La tonalité globale de cet album est beaucoup plus optimiste que dans tes albums précédents : est-ce que ça veut dire que tu as changé ta manière de gérer ces traumatismes et cauchemars, c’est-à-dire en étant conquérant et combatif plutôt qu’avec résignation ou même en étant déprimé ?

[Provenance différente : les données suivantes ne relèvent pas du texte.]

//! Browser automation module
//!
//! Headless Chromium plumbing for the scripted browser tier: scoped
//! sessions, navigation with settle, and automation marker masking.

pub mod controller;
pub mod navigation;
pub mod stealth;

pub use controller::{BrowserConfig, BrowserSession, DESKTOP_VIEWPORT};
pub use navigation::{NavigationOptions, PageNavigator, WaitUntil};
pub use stealth::StealthMode;
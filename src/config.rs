//! Extractor configuration
//!
//! Timeouts, hop limits and browser launch settings shared by both
//! extraction tiers and the redirect resolver.

use std::time::Duration;
use tracing::debug;

/// Desktop Chrome user agent sent by both tiers
pub const DEFAULT_USER_AGENT: &str = "Mozilla/5.0 (Windows NT 10.0; Win64; x64) AppleWebKit/537.36 (KHTML, like Gecko) Chrome/91.0.4472.124 Safari/537.36";

/// Environment variable overriding the Chrome/Chromium executable
pub const CHROME_PATH_ENV_VAR: &str = "LINKEDIN_EXTRACTOR_CHROME_PATH";

/// Environment variable overriding the user agent
pub const USER_AGENT_ENV_VAR: &str = "LINKEDIN_EXTRACTOR_USER_AGENT";

/// Environment variable disabling the Chrome sandbox (any non-empty value)
pub const NO_SANDBOX_ENV_VAR: &str = "LINKEDIN_EXTRACTOR_NO_SANDBOX";

/// Configuration for the extraction pipeline
#[derive(Debug, Clone)]
pub struct ExtractorConfig {
    /// User agent for HTTP requests and the headless browser
    pub user_agent: String,
    /// Timeout for the lightweight page fetch (default: 30000)
    pub fetch_timeout_ms: u64,
    /// Timeout for each redirect lookup or short-link fetch (default: 15000)
    pub redirect_timeout_ms: u64,
    /// Timeout for browser navigation (default: 30000)
    pub navigation_timeout_ms: u64,
    /// Extra wait after the page goes quiet (default: 3000)
    pub settle_delay_ms: u64,
    /// Maximum hops the redirect resolver follows (default: 5)
    pub max_redirect_hops: usize,
    /// Hosts whose pages embed their destination instead of redirecting
    pub short_link_hosts: Vec<String>,
    /// Run the browser headless (default: true)
    pub headless: bool,
    /// Keep the Chrome sandbox enabled (default: true)
    pub sandbox: bool,
    /// Path to Chrome/Chromium executable (None = auto-detect)
    pub chrome_path: Option<String>,
}

impl Default for ExtractorConfig {
    fn default() -> Self {
        Self {
            user_agent: DEFAULT_USER_AGENT.to_string(),
            fetch_timeout_ms: 30000,
            redirect_timeout_ms: 15000,
            navigation_timeout_ms: 30000,
            settle_delay_ms: 3000,
            max_redirect_hops: 5,
            short_link_hosts: vec!["lnkd.in".to_string()],
            headless: true,
            sandbox: true,
            chrome_path: None,
        }
    }
}

impl ExtractorConfig {
    /// Create a new config builder
    pub fn builder() -> ExtractorConfigBuilder {
        ExtractorConfigBuilder::default()
    }

    /// Default config overlaid with `LINKEDIN_EXTRACTOR_*` environment variables
    pub fn from_env() -> Self {
        let mut config = Self::default();

        if let Some(path) = non_empty_env(CHROME_PATH_ENV_VAR) {
            debug!("Using Chrome from {}", CHROME_PATH_ENV_VAR);
            config.chrome_path = Some(path);
        }
        if let Some(ua) = non_empty_env(USER_AGENT_ENV_VAR) {
            config.user_agent = ua;
        }
        if non_empty_env(NO_SANDBOX_ENV_VAR).is_some() {
            config.sandbox = false;
        }

        config
    }

    /// Lightweight fetch timeout
    pub fn fetch_timeout(&self) -> Duration {
        Duration::from_millis(self.fetch_timeout_ms)
    }

    /// Per-step redirect timeout
    pub fn redirect_timeout(&self) -> Duration {
        Duration::from_millis(self.redirect_timeout_ms)
    }

    /// Browser navigation timeout
    pub fn navigation_timeout(&self) -> Duration {
        Duration::from_millis(self.navigation_timeout_ms)
    }

    /// Post-quiescence settle delay
    pub fn settle_delay(&self) -> Duration {
        Duration::from_millis(self.settle_delay_ms)
    }
}

fn non_empty_env(name: &str) -> Option<String> {
    std::env::var(name).ok().filter(|v| !v.trim().is_empty())
}

/// Builder for ExtractorConfig
#[derive(Default)]
pub struct ExtractorConfigBuilder {
    config: ExtractorConfig,
}

impl ExtractorConfigBuilder {
    /// Start from an existing config
    pub fn from_config(config: ExtractorConfig) -> Self {
        Self { config }
    }

    /// Set user agent
    pub fn user_agent<S: Into<String>>(mut self, ua: S) -> Self {
        self.config.user_agent = ua.into();
        self
    }

    /// Set lightweight fetch timeout
    pub fn fetch_timeout_ms(mut self, ms: u64) -> Self {
        self.config.fetch_timeout_ms = ms;
        self
    }

    /// Set redirect lookup timeout
    pub fn redirect_timeout_ms(mut self, ms: u64) -> Self {
        self.config.redirect_timeout_ms = ms;
        self
    }

    /// Set navigation timeout
    pub fn navigation_timeout_ms(mut self, ms: u64) -> Self {
        self.config.navigation_timeout_ms = ms;
        self
    }

    /// Set settle delay
    pub fn settle_delay_ms(mut self, ms: u64) -> Self {
        self.config.settle_delay_ms = ms;
        self
    }

    /// Set the redirect hop limit
    pub fn max_redirect_hops(mut self, hops: usize) -> Self {
        self.config.max_redirect_hops = hops;
        self
    }

    /// Replace the short-link host list
    pub fn short_link_hosts<I, S>(mut self, hosts: I) -> Self
    where
        I: IntoIterator<Item = S>,
        S: Into<String>,
    {
        self.config.short_link_hosts = hosts.into_iter().map(Into::into).collect();
        self
    }

    /// Set headless mode
    pub fn headless(mut self, headless: bool) -> Self {
        self.config.headless = headless;
        self
    }

    /// Enable/disable sandbox
    pub fn sandbox(mut self, sandbox: bool) -> Self {
        self.config.sandbox = sandbox;
        self
    }

    /// Set Chrome path
    pub fn chrome_path<S: Into<String>>(mut self, path: S) -> Self {
        self.config.chrome_path = Some(path.into());
        self
    }

    /// Build the config
    pub fn build(self) -> ExtractorConfig {
        self.config
    }
}
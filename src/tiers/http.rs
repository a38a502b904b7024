//! Lightweight fetch tier
//!
//! One GET with browser-like headers, parsed as static markup.

use super::ContentTier;
use crate::config::ExtractorConfig;
use crate::error::{FetchError, Result};
use crate::extraction::{MarkupLocator, PostContent, RedirectResolver};
use reqwest::header::{HeaderMap, HeaderValue, ACCEPT, ACCEPT_LANGUAGE};
use reqwest::Client;
use std::time::Duration;
use tracing::{debug, instrument};

const ACCEPT_HTML: &str = "text/html,application/xhtml+xml,application/xml;q=0.9,image/webp,*/*;q=0.8";
const ACCEPT_LANGUAGE_EN: &str = "en-US,en;q=0.5";

/// Build the pooled client shared by the fetch tier and redirect lookups
pub fn build_client(config: &ExtractorConfig) -> Result<Client> {
    let mut headers = HeaderMap::new();
    headers.insert(ACCEPT, HeaderValue::from_static(ACCEPT_HTML));
    headers.insert(ACCEPT_LANGUAGE, HeaderValue::from_static(ACCEPT_LANGUAGE_EN));

    let client = Client::builder()
        .user_agent(&config.user_agent)
        .default_headers(headers)
        .use_rustls_tls()
        .gzip(true)
        .brotli(true)
        .deflate(true)
        .build()
        .map_err(|e| FetchError::Client(e.to_string()))?;

    Ok(client)
}

/// Plain HTTP fetch plus markup location
#[derive(Clone)]
pub struct HttpTier {
    client: Client,
    timeout: Duration,
    short_link_hosts: Vec<String>,
    resolver: RedirectResolver,
}

impl HttpTier {
    /// Create the tier with its own client
    pub fn new(config: &ExtractorConfig) -> Result<Self> {
        let client = build_client(config)?;
        Ok(Self::with_client(client, config))
    }

    /// Create the tier on an existing client
    pub fn with_client(client: Client, config: &ExtractorConfig) -> Self {
        let resolver = RedirectResolver::new(client.clone(), config);
        Self {
            client,
            timeout: config.fetch_timeout(),
            short_link_hosts: config.short_link_hosts.clone(),
            resolver,
        }
    }

    /// The shared client
    pub fn client(&self) -> &Client {
        &self.client
    }

    /// The resolver this tier uses for links
    pub fn resolver(&self) -> &RedirectResolver {
        &self.resolver
    }

    async fn fetch_body(&self, url: &str) -> std::result::Result<String, FetchError> {
        let response = self
            .client
            .get(url)
            .timeout(self.timeout)
            .send()
            .await
            .map_err(|e| self.fetch_error(e))?
            .error_for_status()
            .map_err(|e| self.fetch_error(e))?;

        response.text().await.map_err(|e| self.fetch_error(e))
    }

    fn fetch_error(&self, err: reqwest::Error) -> FetchError {
        if err.is_timeout() {
            FetchError::Timeout(self.timeout.as_millis() as u64)
        } else {
            err.into()
        }
    }
}

impl ContentTier for HttpTier {
    fn name(&self) -> &'static str {
        "http"
    }

    #[instrument(skip(self), fields(tier = "http"))]
    async fn fetch(&self, url: &str) -> Result<PostContent> {
        let body = self.fetch_body(url).await?;
        debug!("Fetched {} bytes", body.len());

        let located = MarkupLocator::new(&self.short_link_hosts).locate(&body);
        Ok(located.resolve(&self.resolver).await)
    }
}
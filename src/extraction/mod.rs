//! Content extraction module
//!
//! Pure pieces of the pipeline: selector policy, markup location, redirect
//! resolution and representative image selection.

pub mod image_policy;
pub mod locator;
pub mod redirect;
pub mod selectors;
pub mod video;

pub use image_policy::choose_image;
pub use locator::{LocatedContent, MarkupLocator};
pub use redirect::RedirectResolver;
pub use selectors::LinkCandidate;

/// What one tier found in a post, with the link already resolved
#[derive(Debug, Clone, Default, PartialEq, Eq)]
pub struct PostContent {
    /// Post text
    pub text: Option<String>,
    /// Resolved outbound link
    pub link: Option<String>,
    /// Post image URL, before image policy
    pub image: Option<String>,
}

impl PostContent {
    /// Whether the tier found usable text
    pub fn has_text(&self) -> bool {
        self.text.as_deref().is_some_and(|t| !t.trim().is_empty())
    }
}

impl LocatedContent {
    /// Resolve the link candidate through `resolver`
    pub async fn resolve(self, resolver: &RedirectResolver) -> PostContent {
        let link = match self.link {
            Some(candidate) => Some(resolver.resolve(candidate.url()).await),
            None => None,
        };

        PostContent {
            text: self.text,
            link,
            image: self.image,
        }
    }
}
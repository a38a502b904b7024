//! `/health` and `/status`
//!
//! `/status` reports uptime, how many extractions succeeded or failed, and
//! the latency distribution of extractions served over HTTP:
//!
//! ```json
//! {
//!   "service": { "name": "linkedin-post-extractor", "version": "0.1.0" },
//!   "uptime_seconds": 3600,
//!   "extractions": { "succeeded": 39, "failed": 3 },
//!   "latency": {
//!     "samples": 42,
//!     "mean_ms": 1400.2,
//!     "p50_ms": 850.0,
//!     "p90_ms": 4100.0,
//!     "p99_ms": 9100.0,
//!     "max_ms": 9300.0
//!   },
//!   "timestamp": "2026-01-01T12:00:00+00:00"
//! }
//! ```

use std::sync::atomic::{AtomicU64, Ordering};
use std::sync::Arc;
use std::time::{Duration, Instant};

use axum::extract::State;
use axum::Json;
use chrono::Utc;
use hdrhistogram::Histogram;
use parking_lot::Mutex;
use serde::{Deserialize, Serialize};
use tracing::{debug, instrument};

/// Slowest extraction the histogram distinguishes; slower ones saturate
const MAX_TRACKED_MS: u64 = 10 * 60 * 1000;

/// Body of `GET /health`
#[derive(Debug, Clone, PartialEq, Eq, Serialize, Deserialize)]
pub struct HealthResponse {
    /// "healthy" whenever the server answers
    pub status: String,
    /// Package name
    pub service: String,
}

impl Default for HealthResponse {
    fn default() -> Self {
        Self {
            status: "healthy".to_string(),
            service: crate::NAME.to_string(),
        }
    }
}

/// Body of `GET /status`
#[derive(Debug, Clone, Serialize, Deserialize)]
pub struct StatusResponse {
    /// Package name and version
    pub service: ServiceInfo,
    /// Seconds since the server started
    pub uptime_seconds: u64,
    /// Outcome counters
    pub extractions: ExtractionCounts,
    /// Extraction latency distribution
    pub latency: LatencySummary,
    /// RFC 3339 time the snapshot was taken
    pub timestamp: String,
}

/// Package identity
#[derive(Debug, Clone, PartialEq, Eq, Serialize, Deserialize)]
pub struct ServiceInfo {
    /// Package name
    pub name: String,
    /// Package version
    pub version: String,
}

/// Extraction outcome counters
#[derive(Debug, Clone, Copy, Default, PartialEq, Eq, Serialize, Deserialize)]
pub struct ExtractionCounts {
    /// Results with `success == true`
    pub succeeded: u64,
    /// Results with `success == false`, invalid URLs included
    pub failed: u64,
}

/// Latency percentiles in milliseconds
#[derive(Debug, Clone, Default, PartialEq, Serialize, Deserialize)]
pub struct LatencySummary {
    /// Number of recorded extractions
    pub samples: u64,
    /// Arithmetic mean
    pub mean_ms: f64,
    /// Median
    pub p50_ms: f64,
    /// 90th percentile
    pub p90_ms: f64,
    /// 99th percentile
    pub p99_ms: f64,
    /// Slowest recorded extraction
    pub max_ms: f64,
}

/// Millisecond-resolution extraction latency histogram
#[derive(Debug)]
pub struct LatencyHistogram {
    inner: Mutex<Histogram<u64>>,
}

impl LatencyHistogram {
    /// Empty histogram covering 1 ms to ten minutes
    pub fn new() -> Self {
        let histogram = Histogram::new_with_bounds(1, MAX_TRACKED_MS, 3)
            .expect("constant histogram bounds are valid");
        Self {
            inner: Mutex::new(histogram),
        }
    }

    /// Record one extraction; sub-millisecond runs count as 1 ms
    pub fn record(&self, elapsed: Duration) {
        let ms = u64::try_from(elapsed.as_millis()).unwrap_or(u64::MAX).max(1);
        self.inner.lock().saturating_record(ms);
    }

    /// Number of samples recorded
    pub fn count(&self) -> u64 {
        self.inner.lock().len()
    }

    /// Snapshot of the distribution
    pub fn summary(&self) -> LatencySummary {
        let hist = self.inner.lock();
        if hist.is_empty() {
            return LatencySummary::default();
        }

        LatencySummary {
            samples: hist.len(),
            mean_ms: hist.mean(),
            p50_ms: hist.value_at_quantile(0.50) as f64,
            p90_ms: hist.value_at_quantile(0.90) as f64,
            p99_ms: hist.value_at_quantile(0.99) as f64,
            max_ms: hist.max() as f64,
        }
    }
}

impl Default for LatencyHistogram {
    fn default() -> Self {
        Self::new()
    }
}

/// Counters behind `/status`, fed by every extraction the HTTP transport runs
#[derive(Debug)]
pub struct ServerMetrics {
    started: Instant,
    succeeded: AtomicU64,
    failed: AtomicU64,
    latency: LatencyHistogram,
}

impl ServerMetrics {
    /// Start counting from now
    pub fn new() -> Self {
        Self {
            started: Instant::now(),
            succeeded: AtomicU64::new(0),
            failed: AtomicU64::new(0),
            latency: LatencyHistogram::new(),
        }
    }

    /// Record one finished extraction
    pub fn record_extraction(&self, elapsed: Duration, success: bool) {
        self.latency.record(elapsed);
        let counter = if success { &self.succeeded } else { &self.failed };
        counter.fetch_add(1, Ordering::Relaxed);
    }

    /// Outcome counters so far
    pub fn counts(&self) -> ExtractionCounts {
        ExtractionCounts {
            succeeded: self.succeeded.load(Ordering::Relaxed),
            failed: self.failed.load(Ordering::Relaxed),
        }
    }

    /// Seconds since [`ServerMetrics::new`]
    pub fn uptime_seconds(&self) -> u64 {
        self.started.elapsed().as_secs()
    }

    /// Full `/status` snapshot
    pub fn snapshot(&self) -> StatusResponse {
        StatusResponse {
            service: ServiceInfo {
                name: crate::NAME.to_string(),
                version: crate::VERSION.to_string(),
            },
            uptime_seconds: self.uptime_seconds(),
            extractions: self.counts(),
            latency: self.latency.summary(),
            timestamp: Utc::now().to_rfc3339(),
        }
    }
}

impl Default for ServerMetrics {
    fn default() -> Self {
        Self::new()
    }
}

/// `GET /health`
#[instrument(skip_all)]
pub async fn health_handler() -> Json<HealthResponse> {
    debug!("Health check");
    Json(HealthResponse::default())
}

/// `GET /status`
#[instrument(skip_all)]
pub async fn status_handler(State(metrics): State<Arc<ServerMetrics>>) -> Json<StatusResponse> {
    debug!("Status snapshot");
    Json(metrics.snapshot())
}

#[cfg(test)]
mod tests {
    use super::*;
    use pretty_assertions::assert_eq;

    #[test]
    fn test_health_body() {
        let value = serde_json::to_value(HealthResponse::default()).unwrap();
        assert_eq!(
            value,
            serde_json::json!({"status": "healthy", "service": "linkedin-post-extractor"})
        );
    }

    #[test]
    fn test_counts_split_by_outcome() {
        let metrics = ServerMetrics::new();
        metrics.record_extraction(Duration::from_millis(800), true);
        metrics.record_extraction(Duration::from_millis(40), false);
        metrics.record_extraction(Duration::from_secs(9), true);

        assert_eq!(
            metrics.counts(),
            ExtractionCounts {
                succeeded: 2,
                failed: 1
            }
        );

        let latency = metrics.snapshot().latency;
        assert_eq!(latency.samples, 3);
        assert!(latency.p50_ms >= 40.0);
        assert!(latency.p99_ms >= latency.p50_ms);
        assert!(latency.max_ms >= 9000.0);
    }

    #[test]
    fn test_empty_summary_is_zeroed() {
        assert_eq!(LatencyHistogram::new().summary(), LatencySummary::default());
    }

    #[test]
    fn test_out_of_range_latency_saturates() {
        let histogram = LatencyHistogram::new();
        histogram.record(Duration::from_secs(3600));
        histogram.record(Duration::ZERO);
        assert_eq!(histogram.count(), 2);
        assert!(histogram.summary().max_ms <= (MAX_TRACKED_MS as f64) * 1.001);
    }

    #[test]
    fn test_concurrent_recording() {
        use std::thread;

        let metrics = Arc::new(ServerMetrics::new());
        let handles: Vec<_> = (0..8)
            .map(|i| {
                let metrics = Arc::clone(&metrics);
                thread::spawn(move || {
                    for _ in 0..500 {
                        metrics.record_extraction(Duration::from_millis(5), i % 2 == 0);
                    }
                })
            })
            .collect();

        for handle in handles {
            handle.join().unwrap();
        }

        assert_eq!(metrics.counts().succeeded, 2000);
        assert_eq!(metrics.counts().failed, 2000);
        assert_eq!(metrics.snapshot().latency.samples, 4000);
    }

    #[tokio::test]
    async fn test_status_handler_reports_service() {
        let metrics = Arc::new(ServerMetrics::new());
        metrics.record_extraction(Duration::from_millis(5), true);

        let Json(status) = status_handler(State(metrics)).await;
        assert_eq!(status.service.name, crate::NAME);
        assert_eq!(status.extractions.succeeded, 1);
        assert_eq!(status.latency.samples, 1);
    }
}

Oui. Je pense que ma vie a changé. Je suis beaucoup plus heureux que je l’ai été, c’est certain, mais tout le concept de ce projet n’est pas de célébrer cette obscurité que nous avons. Il y a des passages sombres dans l’album, comme « The Passage » ou le morceau éponyme « Through Shaded Woods », mais l’album devient de plus en plus lumineux chanson après chanson et se termine avec « The Fountain » qui, je crois, est la chanson la plus optimiste. Même s’il y a des chansons tristes, le sentiment global reste optimiste et exaltant. C’est ce que je voulais obtenir. Il y a des albums où je célèbre ce que je ressens à ce moment-là, j’ai juste envie d’exprimer ce que j’ai sur le cœur et, en l’occurrence, Walking On A Flashlight Beam était ce genre d’album. Je voulais juste m’exprimer ainsi et c’était lié à des choses pas géniales, disons, c’était très misérable. Alors qu’avec cet album, je voulais aussi faire quelque chose qui puisse aider les gens à surmonter les mauvaises choses. Donc le fait d’exprimer mes mauvais sentiments n’était pas le but ici ; le but principal était : tuons ce truc, combattons-le, proposons une écoute plus positive avec cet album. J’ai passé beaucoup plus de temps avec mes démons personnels sur les albums précédents que sur celui-ci. Celui-ci était principalement focalisé sur le côté positif du renouveau.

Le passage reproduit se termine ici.